Analysis and Optimization of Surface Integrity Characteristics of EDMed Work Surface Inconel 718 Super-Alloy Using Grey-Based Taguchi Method

Abstract

The aim of this research work is to find the optimum combination of input process parameters such as peak current (I_P), open voltage (V_g), pulse-on-time (T_on) and duty factor (τ) for machining of Inconel 718 on EDM. The output response parameters studied were metal removal rate (MRR), electrode wear rate (EWR) and surface roughness (R_a). L₁₆ orthogonal array of input parameters was created as the design of experiments (DOEs) with the help of Minitab software. Grey relational analysis (GRA) method is used to get a single domain of multiple output response parameters.
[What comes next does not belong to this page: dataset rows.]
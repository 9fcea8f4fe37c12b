//! Retrieval-augmented generation
//!
//! Components:
//! - Retriever: embed the query, search the knowledge store, rank and filter
//! - Context builder: assemble a token-bounded summary of the sources

pub mod context;
pub mod retriever;

pub use context::{AssembledContext, ContextBuilder, ContextConfig};
pub use retriever::{
    confidence_from_distance, RagRetriever, RetrievalConfig, RetrievalResult, RetrievedSource,
};
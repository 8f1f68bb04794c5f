//! Fetcher Core Library
//!
//! This library provides the download-resolution and resume engine behind the
//! `fetcher` command-line tool: it inspects remote metadata and local files to
//! decide whether to skip, resume or restart a transfer, derives a safe local
//! filename, and streams the body to disk with live progress.
//!
//! # Architecture
//!
//! The library is organized into the following modules:
//! - [`download`] - Probe, filename resolution, resume planning, transfer and progress
//! - [`job`] - Download job descriptions and job list files
//! - [`event`] - Enumerated log messages emitted through a single logging call

// Clippy lints - strict for library code
#![deny(clippy::unwrap_used)]
#![deny(clippy::expect_used)]
#![warn(clippy::pedantic)]
#![allow(clippy::module_name_repetitions)]

pub mod download;
pub mod event;
pub mod job;
mod user_agent;

// Re-export commonly used types
pub use download::{
    BatchSummary, DownloadError, Downloader, FtpTransport, HttpTransport, JobOutcome, JobPlan,
    ProgressMode, RemoteMetadata, ResumeDecision, ResumeOffset, SchemeTransport, Transport,
    TransportConfig,
};
pub use event::{LogKind, LogValue, log_event};
pub use job::{DownloadJob, JobFileError, load_job_file, parse_job_line};
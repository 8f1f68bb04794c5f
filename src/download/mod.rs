//! Resumable download engine.
//!
//! A job flows through four stages:
//!
//! 1. [`metadata::probe`] issues a header-only request and captures size,
//!    type, disposition, redirect target and modification time.
//! 2. [`filename::resolve_target`] picks the destination path from the
//!    override, the disposition, the redirect target or the URL.
//! 3. [`resume::plan`] compares the remote facts with the local file and
//!    decides to skip, restart or resume.
//! 4. [`executor::TransferExecutor`] streams the body to disk with a progress
//!    line and applies the server's modification time.
//!
//! [`Downloader`] ties the stages together and runs batches.
//!
//! # Example
//!
//! ```no_run
//! use std::sync::Arc;
//!
//! use fetcher_core::{DownloadJob, Downloader, SchemeTransport, TransportConfig};
//!
//! # async fn example() -> Result<(), Box<dyn std::error::Error>> {
//! let transport = SchemeTransport::new(&TransportConfig::default())?;
//! let downloader = Downloader::new(Arc::new(transport));
//! let job = DownloadJob::new("https://example.com/paper.pdf", "./downloads", None);
//! let outcome = downloader.run_job(&job).await?;
//! println!("Saved: {}", outcome.path().display());
//! # Ok(())
//! # }
//! ```

pub mod constants;
mod error;
pub mod executor;
pub mod filename;
pub mod fs_probe;
pub mod ftp;
pub mod metadata;
pub mod mime;
mod orchestrator;
pub mod progress;
pub mod resume;
pub mod transport;

pub use error::DownloadError;
pub use metadata::RemoteMetadata;
pub use orchestrator::{BatchSummary, Downloader, JobOutcome, JobPlan};
pub use progress::ProgressMode;
pub use resume::{PlanReason, ResumeDecision, ResumeOffset};
pub use ftp::FtpTransport;
pub use transport::{HttpTransport, SchemeTransport, Transport, TransportConfig};

// Note: we do NOT define module-local Result aliases.
// Use `Result<T, DownloadError>` explicitly in function signatures.
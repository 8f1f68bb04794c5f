//! Exit code logic for the fetcher process.
//!
//! Single responsibility: map batch counts to the process exit outcome.

use fetcher_core::BatchSummary;

use crate::ProcessExit;

/// Determines the process exit outcome from succeeded and failed job counts.
pub(crate) fn determine_exit_outcome(succeeded: usize, failed: usize) -> ProcessExit {
    if failed == 0 {
        ProcessExit::Success
    } else if succeeded > 0 {
        ProcessExit::Partial
    } else {
        ProcessExit::Failure
    }
}

/// Exit outcome for a finished batch; an interrupt overrides the counts.
pub(crate) fn exit_outcome_for_batch(summary: &BatchSummary) -> ProcessExit {
    if summary.was_interrupted() {
        ProcessExit::Interrupted
    } else {
        determine_exit_outcome(summary.succeeded(), summary.failed())
    }
}

#[cfg(test)]
mod tests {
    use super::{determine_exit_outcome, exit_outcome_for_batch};
    use crate::ProcessExit;
    use fetcher_core::BatchSummary;

    #[test]
    fn test_exit_outcome_success_when_no_failures() {
        assert_eq!(determine_exit_outcome(3, 0), ProcessExit::Success);
    }

    #[test]
    fn test_exit_outcome_partial_when_mixed() {
        assert_eq!(determine_exit_outcome(2, 1), ProcessExit::Partial);
    }

    #[test]
    fn test_exit_outcome_failure_when_all_failed() {
        assert_eq!(determine_exit_outcome(0, 2), ProcessExit::Failure);
    }

    #[test]
    fn test_exit_outcome_for_empty_batch_is_success() {
        assert_eq!(
            exit_outcome_for_batch(&BatchSummary::default()),
            ProcessExit::Success
        );
    }

    #[test]
    fn test_exit_codes_are_distinct_and_nonzero_on_failure() {
        assert_eq!(ProcessExit::Success.code(), 0);
        assert_eq!(ProcessExit::Partial.code(), 1);
        assert_eq!(ProcessExit::Failure.code(), 2);
        assert_eq!(ProcessExit::Interrupted.code(), 130);
    }
}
After that Taguchi optimization method was applied to find out the optimal parameter setting for higher MRR, lower TWR and lower R_a.

1 Introduction

Several machining processes involving the application of very intense local heat have come into use in recent years. In these processes, material is removed by erosion and evaporation at the surface of the work piece.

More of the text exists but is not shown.